Work task: Using the material below, return exactly the lines between the one holding "single HTTP attempt." and the one holding "for (name, value)", inclusive, and no others.

Record set:
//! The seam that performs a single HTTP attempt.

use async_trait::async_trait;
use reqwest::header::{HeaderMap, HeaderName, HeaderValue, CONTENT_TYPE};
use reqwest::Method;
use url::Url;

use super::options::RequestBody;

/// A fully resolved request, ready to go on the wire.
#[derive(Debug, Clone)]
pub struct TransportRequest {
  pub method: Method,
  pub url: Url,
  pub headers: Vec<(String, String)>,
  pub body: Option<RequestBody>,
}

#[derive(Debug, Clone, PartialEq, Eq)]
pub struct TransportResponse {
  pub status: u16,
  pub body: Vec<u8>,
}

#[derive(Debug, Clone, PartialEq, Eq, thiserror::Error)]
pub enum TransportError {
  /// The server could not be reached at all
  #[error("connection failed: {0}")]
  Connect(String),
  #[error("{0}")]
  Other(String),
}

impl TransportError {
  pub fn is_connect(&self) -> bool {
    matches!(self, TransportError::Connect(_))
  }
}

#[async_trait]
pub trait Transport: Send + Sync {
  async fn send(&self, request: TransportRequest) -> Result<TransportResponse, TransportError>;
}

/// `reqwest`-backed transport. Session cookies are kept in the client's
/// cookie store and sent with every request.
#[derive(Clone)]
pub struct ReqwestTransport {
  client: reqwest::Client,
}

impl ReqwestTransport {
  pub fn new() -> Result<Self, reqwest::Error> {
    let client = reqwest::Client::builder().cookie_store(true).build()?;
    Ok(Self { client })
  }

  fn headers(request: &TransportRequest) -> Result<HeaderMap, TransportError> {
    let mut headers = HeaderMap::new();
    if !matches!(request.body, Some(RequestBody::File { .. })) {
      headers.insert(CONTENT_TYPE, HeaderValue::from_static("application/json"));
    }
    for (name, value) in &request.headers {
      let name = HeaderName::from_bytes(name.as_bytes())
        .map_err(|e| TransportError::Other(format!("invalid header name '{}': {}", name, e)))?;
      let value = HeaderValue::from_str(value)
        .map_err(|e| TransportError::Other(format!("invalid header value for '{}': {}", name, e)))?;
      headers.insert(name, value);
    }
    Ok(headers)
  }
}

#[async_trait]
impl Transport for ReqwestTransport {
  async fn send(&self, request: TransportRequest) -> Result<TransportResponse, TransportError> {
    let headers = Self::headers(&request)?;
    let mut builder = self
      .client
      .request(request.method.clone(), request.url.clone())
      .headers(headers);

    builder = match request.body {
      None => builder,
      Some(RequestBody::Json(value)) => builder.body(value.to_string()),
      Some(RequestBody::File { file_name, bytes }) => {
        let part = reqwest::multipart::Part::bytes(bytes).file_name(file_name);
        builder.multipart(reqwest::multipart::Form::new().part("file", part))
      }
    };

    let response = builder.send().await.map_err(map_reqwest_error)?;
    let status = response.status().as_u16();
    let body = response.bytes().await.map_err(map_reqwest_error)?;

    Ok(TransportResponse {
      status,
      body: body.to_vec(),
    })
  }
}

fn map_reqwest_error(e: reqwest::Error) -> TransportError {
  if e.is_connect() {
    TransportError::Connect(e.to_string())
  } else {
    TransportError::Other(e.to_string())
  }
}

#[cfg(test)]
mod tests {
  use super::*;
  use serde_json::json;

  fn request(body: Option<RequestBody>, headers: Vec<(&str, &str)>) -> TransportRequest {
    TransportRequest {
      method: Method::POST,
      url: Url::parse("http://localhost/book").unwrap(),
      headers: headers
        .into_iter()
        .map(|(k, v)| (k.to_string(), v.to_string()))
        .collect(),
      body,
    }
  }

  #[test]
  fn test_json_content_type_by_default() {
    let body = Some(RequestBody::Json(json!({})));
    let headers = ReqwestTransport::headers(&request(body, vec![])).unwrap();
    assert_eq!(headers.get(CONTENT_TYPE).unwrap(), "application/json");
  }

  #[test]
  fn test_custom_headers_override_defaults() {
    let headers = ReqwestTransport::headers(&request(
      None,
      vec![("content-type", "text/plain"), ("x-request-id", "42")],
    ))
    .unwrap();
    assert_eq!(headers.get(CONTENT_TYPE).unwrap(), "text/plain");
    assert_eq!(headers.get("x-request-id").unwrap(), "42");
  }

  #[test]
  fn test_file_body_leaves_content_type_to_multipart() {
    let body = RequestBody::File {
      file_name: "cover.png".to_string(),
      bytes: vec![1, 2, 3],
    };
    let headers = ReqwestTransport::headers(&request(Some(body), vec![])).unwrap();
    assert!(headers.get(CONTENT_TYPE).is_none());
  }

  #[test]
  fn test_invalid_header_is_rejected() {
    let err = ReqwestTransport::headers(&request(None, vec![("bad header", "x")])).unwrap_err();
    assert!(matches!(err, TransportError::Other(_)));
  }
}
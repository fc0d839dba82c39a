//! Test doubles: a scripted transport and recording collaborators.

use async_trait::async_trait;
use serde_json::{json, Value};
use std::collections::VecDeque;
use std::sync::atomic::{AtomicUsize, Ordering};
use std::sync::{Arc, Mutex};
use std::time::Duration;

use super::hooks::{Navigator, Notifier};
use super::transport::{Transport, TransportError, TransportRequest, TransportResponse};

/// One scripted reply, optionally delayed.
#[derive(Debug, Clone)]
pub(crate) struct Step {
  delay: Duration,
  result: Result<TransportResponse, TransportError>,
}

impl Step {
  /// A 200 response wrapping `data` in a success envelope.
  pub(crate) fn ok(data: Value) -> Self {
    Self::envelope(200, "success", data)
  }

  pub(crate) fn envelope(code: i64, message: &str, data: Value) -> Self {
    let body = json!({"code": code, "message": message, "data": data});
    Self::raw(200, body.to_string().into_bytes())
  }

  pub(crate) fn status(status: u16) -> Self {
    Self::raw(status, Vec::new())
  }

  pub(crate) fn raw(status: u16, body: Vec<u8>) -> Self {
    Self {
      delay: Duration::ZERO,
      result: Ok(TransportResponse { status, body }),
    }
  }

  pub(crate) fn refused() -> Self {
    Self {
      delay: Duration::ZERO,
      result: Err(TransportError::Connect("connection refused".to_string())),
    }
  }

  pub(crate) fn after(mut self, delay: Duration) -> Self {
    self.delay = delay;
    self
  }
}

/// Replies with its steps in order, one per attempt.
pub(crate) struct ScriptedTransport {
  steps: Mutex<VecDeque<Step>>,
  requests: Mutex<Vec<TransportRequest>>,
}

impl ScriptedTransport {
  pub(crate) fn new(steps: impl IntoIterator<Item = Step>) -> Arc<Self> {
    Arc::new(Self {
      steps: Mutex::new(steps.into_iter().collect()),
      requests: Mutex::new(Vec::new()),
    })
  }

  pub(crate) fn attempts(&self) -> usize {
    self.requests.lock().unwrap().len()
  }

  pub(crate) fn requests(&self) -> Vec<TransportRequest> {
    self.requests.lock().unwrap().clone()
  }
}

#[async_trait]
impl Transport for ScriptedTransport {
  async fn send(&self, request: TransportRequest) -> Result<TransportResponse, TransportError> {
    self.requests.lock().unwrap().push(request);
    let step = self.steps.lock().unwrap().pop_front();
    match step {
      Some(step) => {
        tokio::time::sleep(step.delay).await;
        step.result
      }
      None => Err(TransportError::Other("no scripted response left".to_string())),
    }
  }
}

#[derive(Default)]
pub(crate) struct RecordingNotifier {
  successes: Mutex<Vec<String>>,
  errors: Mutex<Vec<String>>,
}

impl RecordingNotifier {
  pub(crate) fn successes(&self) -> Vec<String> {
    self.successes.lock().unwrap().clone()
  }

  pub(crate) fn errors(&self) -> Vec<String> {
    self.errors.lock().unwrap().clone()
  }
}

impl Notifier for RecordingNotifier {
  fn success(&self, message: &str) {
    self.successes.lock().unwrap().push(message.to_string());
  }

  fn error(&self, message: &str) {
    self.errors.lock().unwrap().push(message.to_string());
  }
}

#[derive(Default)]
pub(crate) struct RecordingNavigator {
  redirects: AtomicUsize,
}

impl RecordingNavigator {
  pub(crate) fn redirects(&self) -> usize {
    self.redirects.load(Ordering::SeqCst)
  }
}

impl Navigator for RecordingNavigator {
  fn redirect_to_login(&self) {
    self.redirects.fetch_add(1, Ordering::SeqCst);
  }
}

---

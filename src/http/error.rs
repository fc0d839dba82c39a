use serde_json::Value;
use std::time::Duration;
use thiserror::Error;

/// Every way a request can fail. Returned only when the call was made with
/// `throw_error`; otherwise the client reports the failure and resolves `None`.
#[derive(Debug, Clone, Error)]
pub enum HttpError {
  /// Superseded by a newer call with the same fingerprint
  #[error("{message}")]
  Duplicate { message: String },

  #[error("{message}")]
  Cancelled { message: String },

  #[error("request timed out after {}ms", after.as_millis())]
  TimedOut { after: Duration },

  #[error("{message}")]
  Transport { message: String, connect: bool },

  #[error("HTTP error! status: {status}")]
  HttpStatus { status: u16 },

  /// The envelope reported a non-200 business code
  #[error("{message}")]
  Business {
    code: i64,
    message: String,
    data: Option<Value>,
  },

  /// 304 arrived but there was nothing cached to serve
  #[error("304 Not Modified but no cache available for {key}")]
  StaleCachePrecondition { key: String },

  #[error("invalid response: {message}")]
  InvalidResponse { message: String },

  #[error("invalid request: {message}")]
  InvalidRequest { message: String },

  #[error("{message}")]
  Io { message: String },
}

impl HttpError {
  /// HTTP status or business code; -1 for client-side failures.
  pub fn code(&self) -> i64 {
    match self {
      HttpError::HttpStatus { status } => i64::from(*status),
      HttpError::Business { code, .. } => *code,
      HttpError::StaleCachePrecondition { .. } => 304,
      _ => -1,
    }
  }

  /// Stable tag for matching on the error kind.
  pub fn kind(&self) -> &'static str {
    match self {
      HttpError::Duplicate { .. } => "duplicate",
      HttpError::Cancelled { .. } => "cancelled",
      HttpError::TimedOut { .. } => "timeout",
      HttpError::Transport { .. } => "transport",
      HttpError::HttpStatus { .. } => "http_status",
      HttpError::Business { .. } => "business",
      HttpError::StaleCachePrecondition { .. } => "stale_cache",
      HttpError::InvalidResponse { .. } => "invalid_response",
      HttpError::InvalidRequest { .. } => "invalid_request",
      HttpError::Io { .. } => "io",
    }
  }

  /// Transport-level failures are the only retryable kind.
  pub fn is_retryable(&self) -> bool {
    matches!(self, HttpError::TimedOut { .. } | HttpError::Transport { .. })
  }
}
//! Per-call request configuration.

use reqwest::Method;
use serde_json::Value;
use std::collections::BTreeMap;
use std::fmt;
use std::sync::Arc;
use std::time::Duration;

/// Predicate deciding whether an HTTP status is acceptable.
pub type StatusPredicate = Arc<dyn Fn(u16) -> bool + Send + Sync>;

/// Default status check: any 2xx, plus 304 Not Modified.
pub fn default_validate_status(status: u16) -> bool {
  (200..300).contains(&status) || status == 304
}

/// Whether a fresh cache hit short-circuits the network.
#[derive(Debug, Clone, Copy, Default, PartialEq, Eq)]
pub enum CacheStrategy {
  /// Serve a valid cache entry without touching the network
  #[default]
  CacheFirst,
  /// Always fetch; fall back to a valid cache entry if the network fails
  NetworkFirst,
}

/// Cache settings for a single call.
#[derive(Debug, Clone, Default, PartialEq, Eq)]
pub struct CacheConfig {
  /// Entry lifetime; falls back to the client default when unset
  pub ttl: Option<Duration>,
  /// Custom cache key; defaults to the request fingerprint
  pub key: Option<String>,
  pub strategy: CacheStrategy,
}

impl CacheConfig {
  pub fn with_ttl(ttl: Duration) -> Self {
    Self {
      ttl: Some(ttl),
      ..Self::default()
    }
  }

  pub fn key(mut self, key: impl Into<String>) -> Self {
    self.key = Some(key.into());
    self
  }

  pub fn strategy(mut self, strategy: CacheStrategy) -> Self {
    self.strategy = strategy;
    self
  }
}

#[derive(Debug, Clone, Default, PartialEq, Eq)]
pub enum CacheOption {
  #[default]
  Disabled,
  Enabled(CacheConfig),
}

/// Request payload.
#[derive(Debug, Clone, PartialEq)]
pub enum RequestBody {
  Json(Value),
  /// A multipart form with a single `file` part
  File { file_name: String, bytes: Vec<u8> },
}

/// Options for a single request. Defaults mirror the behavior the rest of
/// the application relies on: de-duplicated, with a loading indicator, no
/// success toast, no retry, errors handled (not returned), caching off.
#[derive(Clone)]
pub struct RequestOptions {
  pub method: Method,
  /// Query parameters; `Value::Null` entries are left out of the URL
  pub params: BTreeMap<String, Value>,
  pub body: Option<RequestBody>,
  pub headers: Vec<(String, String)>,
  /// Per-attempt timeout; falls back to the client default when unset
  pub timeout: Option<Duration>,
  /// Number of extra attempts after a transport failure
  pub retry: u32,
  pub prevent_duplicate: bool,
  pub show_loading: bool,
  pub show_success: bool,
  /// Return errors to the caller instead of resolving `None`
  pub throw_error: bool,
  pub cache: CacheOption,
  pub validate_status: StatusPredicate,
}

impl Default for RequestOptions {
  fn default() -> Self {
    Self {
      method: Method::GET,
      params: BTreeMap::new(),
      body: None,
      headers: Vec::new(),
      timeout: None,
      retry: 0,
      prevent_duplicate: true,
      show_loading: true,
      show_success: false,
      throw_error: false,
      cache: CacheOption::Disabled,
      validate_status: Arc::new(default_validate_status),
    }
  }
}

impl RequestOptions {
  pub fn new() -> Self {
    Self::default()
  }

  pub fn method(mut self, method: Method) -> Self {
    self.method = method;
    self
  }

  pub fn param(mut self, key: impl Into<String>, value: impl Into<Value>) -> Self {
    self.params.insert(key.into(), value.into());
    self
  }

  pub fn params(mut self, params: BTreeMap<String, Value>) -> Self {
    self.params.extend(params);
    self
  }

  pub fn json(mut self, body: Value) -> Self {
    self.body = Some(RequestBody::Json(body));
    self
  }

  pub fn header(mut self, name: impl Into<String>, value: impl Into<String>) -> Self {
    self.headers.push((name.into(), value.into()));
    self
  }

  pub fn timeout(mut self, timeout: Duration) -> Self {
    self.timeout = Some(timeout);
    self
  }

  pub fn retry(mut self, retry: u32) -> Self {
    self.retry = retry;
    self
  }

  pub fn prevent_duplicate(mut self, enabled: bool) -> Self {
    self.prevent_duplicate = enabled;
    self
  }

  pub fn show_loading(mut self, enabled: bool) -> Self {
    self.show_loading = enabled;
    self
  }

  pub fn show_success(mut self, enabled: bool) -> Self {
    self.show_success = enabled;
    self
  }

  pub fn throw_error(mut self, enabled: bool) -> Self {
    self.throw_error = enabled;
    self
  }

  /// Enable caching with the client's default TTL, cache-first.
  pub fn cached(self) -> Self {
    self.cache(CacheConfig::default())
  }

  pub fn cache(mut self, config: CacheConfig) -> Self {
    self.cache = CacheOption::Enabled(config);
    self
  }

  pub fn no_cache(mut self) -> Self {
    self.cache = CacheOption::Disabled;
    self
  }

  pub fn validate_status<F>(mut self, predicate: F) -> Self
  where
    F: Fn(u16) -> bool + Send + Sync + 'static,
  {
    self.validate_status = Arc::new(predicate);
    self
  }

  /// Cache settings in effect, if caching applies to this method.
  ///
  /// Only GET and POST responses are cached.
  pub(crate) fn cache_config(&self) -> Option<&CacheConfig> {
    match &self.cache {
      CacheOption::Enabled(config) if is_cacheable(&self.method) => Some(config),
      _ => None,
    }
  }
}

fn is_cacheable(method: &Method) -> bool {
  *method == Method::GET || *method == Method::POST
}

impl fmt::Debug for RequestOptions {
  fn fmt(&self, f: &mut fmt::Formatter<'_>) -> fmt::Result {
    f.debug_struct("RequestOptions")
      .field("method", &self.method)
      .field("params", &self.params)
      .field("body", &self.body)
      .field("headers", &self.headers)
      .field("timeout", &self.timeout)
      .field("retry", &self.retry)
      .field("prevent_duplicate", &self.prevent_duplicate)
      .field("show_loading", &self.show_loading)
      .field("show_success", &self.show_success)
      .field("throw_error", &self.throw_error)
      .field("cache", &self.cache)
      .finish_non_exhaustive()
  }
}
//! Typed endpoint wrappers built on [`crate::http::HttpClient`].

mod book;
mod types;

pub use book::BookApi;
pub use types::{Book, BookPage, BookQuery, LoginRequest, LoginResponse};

==

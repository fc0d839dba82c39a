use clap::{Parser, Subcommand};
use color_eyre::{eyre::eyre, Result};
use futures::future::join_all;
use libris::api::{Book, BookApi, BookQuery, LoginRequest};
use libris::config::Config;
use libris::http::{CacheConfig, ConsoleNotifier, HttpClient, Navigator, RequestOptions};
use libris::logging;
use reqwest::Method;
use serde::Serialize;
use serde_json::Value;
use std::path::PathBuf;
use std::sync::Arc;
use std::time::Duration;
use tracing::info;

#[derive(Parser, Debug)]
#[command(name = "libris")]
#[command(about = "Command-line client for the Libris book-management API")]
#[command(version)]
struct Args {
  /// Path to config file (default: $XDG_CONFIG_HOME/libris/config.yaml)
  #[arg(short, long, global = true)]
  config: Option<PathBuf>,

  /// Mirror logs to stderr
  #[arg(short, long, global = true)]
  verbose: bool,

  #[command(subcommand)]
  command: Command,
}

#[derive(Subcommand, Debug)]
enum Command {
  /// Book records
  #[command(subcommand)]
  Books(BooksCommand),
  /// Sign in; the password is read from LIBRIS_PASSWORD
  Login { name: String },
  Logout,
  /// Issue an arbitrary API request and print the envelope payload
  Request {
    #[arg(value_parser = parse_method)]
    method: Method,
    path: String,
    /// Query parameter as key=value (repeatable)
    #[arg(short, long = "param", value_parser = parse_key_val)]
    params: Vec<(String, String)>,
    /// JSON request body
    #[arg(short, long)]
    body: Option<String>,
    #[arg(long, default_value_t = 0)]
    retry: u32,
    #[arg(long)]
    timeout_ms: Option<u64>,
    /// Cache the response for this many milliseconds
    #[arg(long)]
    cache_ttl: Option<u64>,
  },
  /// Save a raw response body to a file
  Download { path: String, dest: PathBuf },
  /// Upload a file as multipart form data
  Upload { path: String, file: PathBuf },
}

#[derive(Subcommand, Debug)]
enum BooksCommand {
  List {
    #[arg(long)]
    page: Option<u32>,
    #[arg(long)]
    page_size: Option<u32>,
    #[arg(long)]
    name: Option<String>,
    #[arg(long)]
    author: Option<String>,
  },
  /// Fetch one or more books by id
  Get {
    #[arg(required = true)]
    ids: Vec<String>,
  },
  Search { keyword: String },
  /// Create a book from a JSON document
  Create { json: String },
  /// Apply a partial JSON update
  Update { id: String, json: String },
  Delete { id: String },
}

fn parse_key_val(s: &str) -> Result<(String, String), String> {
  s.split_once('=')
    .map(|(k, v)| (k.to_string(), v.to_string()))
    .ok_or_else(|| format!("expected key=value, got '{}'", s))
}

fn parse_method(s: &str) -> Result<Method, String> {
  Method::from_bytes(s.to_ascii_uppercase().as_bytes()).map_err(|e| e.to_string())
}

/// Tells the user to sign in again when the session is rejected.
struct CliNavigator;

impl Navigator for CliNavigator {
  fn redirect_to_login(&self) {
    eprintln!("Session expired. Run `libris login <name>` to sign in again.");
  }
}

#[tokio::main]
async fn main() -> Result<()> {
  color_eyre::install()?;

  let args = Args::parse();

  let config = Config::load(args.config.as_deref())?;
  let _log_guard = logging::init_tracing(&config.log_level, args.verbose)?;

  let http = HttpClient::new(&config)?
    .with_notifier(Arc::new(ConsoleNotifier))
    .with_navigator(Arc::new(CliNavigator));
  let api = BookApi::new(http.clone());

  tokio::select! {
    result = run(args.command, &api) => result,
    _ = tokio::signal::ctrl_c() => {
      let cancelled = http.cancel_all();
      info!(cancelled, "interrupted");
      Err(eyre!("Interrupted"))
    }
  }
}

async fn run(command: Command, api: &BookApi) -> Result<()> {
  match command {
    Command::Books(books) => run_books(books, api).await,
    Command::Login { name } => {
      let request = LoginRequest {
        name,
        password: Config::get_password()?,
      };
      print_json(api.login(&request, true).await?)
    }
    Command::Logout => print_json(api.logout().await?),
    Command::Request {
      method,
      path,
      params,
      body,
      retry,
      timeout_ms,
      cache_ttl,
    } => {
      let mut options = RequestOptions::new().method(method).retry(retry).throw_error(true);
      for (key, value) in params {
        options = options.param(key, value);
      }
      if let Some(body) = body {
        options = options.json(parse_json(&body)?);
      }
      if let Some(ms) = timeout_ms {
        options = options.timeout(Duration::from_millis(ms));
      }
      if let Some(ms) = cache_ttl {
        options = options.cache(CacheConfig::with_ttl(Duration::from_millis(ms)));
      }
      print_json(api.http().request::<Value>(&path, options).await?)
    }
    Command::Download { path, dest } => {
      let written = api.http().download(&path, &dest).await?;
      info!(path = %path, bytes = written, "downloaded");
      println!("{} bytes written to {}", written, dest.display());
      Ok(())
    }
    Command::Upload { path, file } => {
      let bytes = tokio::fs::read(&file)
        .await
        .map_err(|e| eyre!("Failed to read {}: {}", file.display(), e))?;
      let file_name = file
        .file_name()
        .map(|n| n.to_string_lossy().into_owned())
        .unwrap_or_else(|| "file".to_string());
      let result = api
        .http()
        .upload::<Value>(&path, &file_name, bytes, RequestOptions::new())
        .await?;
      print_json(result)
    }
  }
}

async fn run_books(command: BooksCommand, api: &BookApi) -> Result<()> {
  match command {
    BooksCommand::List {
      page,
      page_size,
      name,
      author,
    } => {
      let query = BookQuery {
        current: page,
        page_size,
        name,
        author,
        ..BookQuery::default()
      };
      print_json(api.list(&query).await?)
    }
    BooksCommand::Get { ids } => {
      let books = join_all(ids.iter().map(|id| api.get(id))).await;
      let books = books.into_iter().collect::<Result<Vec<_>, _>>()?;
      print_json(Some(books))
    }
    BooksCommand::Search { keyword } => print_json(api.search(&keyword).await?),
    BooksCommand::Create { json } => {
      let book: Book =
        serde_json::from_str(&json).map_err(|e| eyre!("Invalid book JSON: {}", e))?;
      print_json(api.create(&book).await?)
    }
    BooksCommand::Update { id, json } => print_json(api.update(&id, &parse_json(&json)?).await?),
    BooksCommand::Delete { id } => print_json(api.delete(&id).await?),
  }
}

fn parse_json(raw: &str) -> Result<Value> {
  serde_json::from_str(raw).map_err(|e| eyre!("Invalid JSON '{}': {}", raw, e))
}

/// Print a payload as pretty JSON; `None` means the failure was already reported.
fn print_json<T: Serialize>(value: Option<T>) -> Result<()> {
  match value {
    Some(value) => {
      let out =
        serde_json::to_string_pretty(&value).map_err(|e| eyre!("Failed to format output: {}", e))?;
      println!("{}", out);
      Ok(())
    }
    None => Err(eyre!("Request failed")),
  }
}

Response for this exercise:
//! The seam that performs a single HTTP attempt.

use async_trait::async_trait;
use reqwest::header::{HeaderMap, HeaderName, HeaderValue, CONTENT_TYPE};
use reqwest::Method;
use url::Url;

use super::options::RequestBody;

/// A fully resolved request, ready to go on the wire.
#[derive(Debug, Clone)]
pub struct TransportRequest {
  pub method: Method,
  pub url: Url,
  pub headers: Vec<(String, String)>,
  pub body: Option<RequestBody>,
}

#[derive(Debug, Clone, PartialEq, Eq)]
pub struct TransportResponse {
  pub status: u16,
  pub body: Vec<u8>,
}

#[derive(Debug, Clone, PartialEq, Eq, thiserror::Error)]
pub enum TransportError {
  /// The server could not be reached at all
  #[error("connection failed: {0}")]
  Connect(String),
  #[error("{0}")]
  Other(String),
}

impl TransportError {
  pub fn is_connect(&self) -> bool {
    matches!(self, TransportError::Connect(_))
  }
}

#[async_trait]
pub trait Transport: Send + Sync {
  async fn send(&self, request: TransportRequest) -> Result<TransportResponse, TransportError>;
}

/// `reqwest`-backed transport. Session cookies are kept in the client's
/// cookie store and sent with every request.
#[derive(Clone)]
pub struct ReqwestTransport {
  client: reqwest::Client,
}

impl ReqwestTransport {
  pub fn new() -> Result<Self, reqwest::Error> {
    let client = reqwest::Client::builder().cookie_store(true).build()?;
    Ok(Self { client })
  }

  fn headers(request: &TransportRequest) -> Result<HeaderMap, TransportError> {
    let mut headers = HeaderMap::new();
    if !matches!(request.body, Some(RequestBody::File { .. })) {
      headers.insert(CONTENT_TYPE, HeaderValue::from_static("application/json"));
    }
    for (name, value) in &request.headers {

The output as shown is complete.